◆ Task instructions ◆
Which lines run from the start of the data below to the line containing "POST | /api/v1/translation-sessions"? Set them down exactly, with none added.
----------
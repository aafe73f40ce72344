//! # 번역 세션 라우트 핸들러
//!
//! ## 엔드포인트
//! | 메서드 | 경로 | 핸들러 |
//! |--------|------|--------|
//! | GET | /api/v1/translation-sessions | `list_translation_sessions` |
//! | POST | /api/v1/translation-sessions | `create_translation_session` |
//! | GET | /api/v1/translation-sessions/{id} | `get_translation_session` |
//! | PATCH | /api/v1/translation-sessions/{id} | `update_translation_session` |
//!
//! 모든 핸들러는 `Caller` 추출기를 먼저 거칩니다. 인증에 실패하면 본문 파싱이나
//! DB 접근 없이 401로 끝납니다. 세션 삭제 API는 없습니다.

use crate::{
    error::AppError,
    middleware::ApiJson,
    models::*,
    routes::AppState,
    services::session_store,
};
use axum::{
    extract::{Path, State},
    http::StatusCode,
    Json,
};

/// `GET /translation-sessions` → `{ success, data: { items, total } }`
pub async fn list_translation_sessions(
    State(state): State<AppState>,
    caller: Caller,
) -> Result<Json<ApiResponse<Listing<TranslationSession>>>, AppError> {
    let listing = session_store::list_sessions(&state.pool, &caller).await?;
    Ok(ApiResponse::ok(listing))
}

/// `POST /translation-sessions` → 201 + 생성된 세션
pub async fn create_translation_session(
    State(state): State<AppState>,
    caller: Caller,
    ApiJson(req): ApiJson<CreateTranslationSessionRequest>,
) -> Result<(StatusCode, Json<ApiResponse<TranslationSession>>), AppError> {
    let session = session_store::create_session(&state.pool, &caller, req).await?;
    Ok((StatusCode::CREATED, ApiResponse::ok(session)))
}

/// `GET /translation-sessions/{id}`: 호출자 소유가 아니면 404
pub async fn get_translation_session(
    State(state): State<AppState>,
    caller: Caller,
    Path(id): Path<String>,
) -> Result<Json<ApiResponse<TranslationSession>>, AppError> {
    let session = session_store::get_owned_session(&state.pool, &id, &caller).await?;
    Ok(ApiResponse::ok(session))
}

/// `PATCH /translation-sessions/{id}`
///
/// 본문에 있는 필드만 바뀝니다. `null`은 선택 필드를 비우고, 빈 객체 `{}`는 400입니다.
pub async fn update_translation_session(
    State(state): State<AppState>,
    caller: Caller,
    Path(id): Path<String>,
    ApiJson(patch): ApiJson<UpdateTranslationSessionRequest>,
) -> Result<Json<ApiResponse<TranslationSession>>, AppError> {
    let session = session_store::update_session(&state.pool, &id, &caller, patch).await?;
    Ok(ApiResponse::ok(session))
}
----------
◆ Exercise output ◆
repository aafe73f40ce72344
//! # 번역 세션 라우트 핸들러
//!
//! ## 엔드포인트
//! | 메서드 | 경로 | 핸들러 |
//! |--------|------|--------|
//! | GET | /api/v1/translation-sessions | `list_translation_sessions` |
//! | POST | /api/v1/translation-sessions | `create_translation_session` |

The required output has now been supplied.